Every year I go with friends to the large home of a popular actress who is also, bless her, getting a bit large. But I love her truly as she is mad and female and honest and quite fun really. (Think her husband has had Botox all over his face as it never seems to move.)
So, I get duded up to head on out – black halter, Biba vintage make-up (not sure vintage make-up SUCH a good idea), sensible black shoes and a shit-kicking red swag from Mumbai and white ruched gloves – and the friends smile and say, ‘Kaaarrrren. Don’t you remember what this party was like last year? It was very crrrowwwded.’ ‘Eh,’ I say, ‘I’ll take my chances.’
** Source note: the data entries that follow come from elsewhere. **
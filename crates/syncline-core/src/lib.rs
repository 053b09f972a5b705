//! Core
//!
//! Sans-IO building blocks for the Syncline chat synchronization client: the
//! environment abstraction (injectable clock and entropy), the message data
//! model and inbound event envelope, and the transport session state machine.
//!
//! # Architecture
//!
//! All state machines follow the action pattern: they receive inputs (events
//! plus the current time), mutate pure in-memory state, and return actions
//! for the caller to execute. No I/O, no timers, no system clock reads
//! happen inside this crate, which makes every timing rule deterministically
//! testable with [`env::test_utils::MockEnv`].

#![forbid(unsafe_code)]
#![deny(missing_docs)]

pub mod env;
mod error;
mod message;
mod session;

pub use env::{Environment, SystemEnv};
pub use error::SessionError;
pub use message::{Delivery, InboundEvent, Message, MessageId, MessageKind, RoomId, UserId};
pub use session::{
    ConnectionChange, SessionAction, SessionConfig, SessionManager, SessionState,
    DEFAULT_BACKOFF_BASE, DEFAULT_BACKOFF_CAP, DEFAULT_MAX_RECONNECT_ATTEMPTS,
};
Shoulda listened. The place was rammed. The crowd started at the door: a sea of black and swollen red faces. A room heaving like a Titanic lifeboat. The waiters had murder in their eyes and the musicians – stuffed in the corner – were running with sweat. Any idea of making an entrance (like, why?) was gone with the wind and soon I too was out in the back garden with the smokers, cute little swag and gloves stuffed into handbag. We came, we drank, we left.
What makes a perfect party? ME! And, maybe, fewer people and more canapés and cuter guys. Is that so much to ask?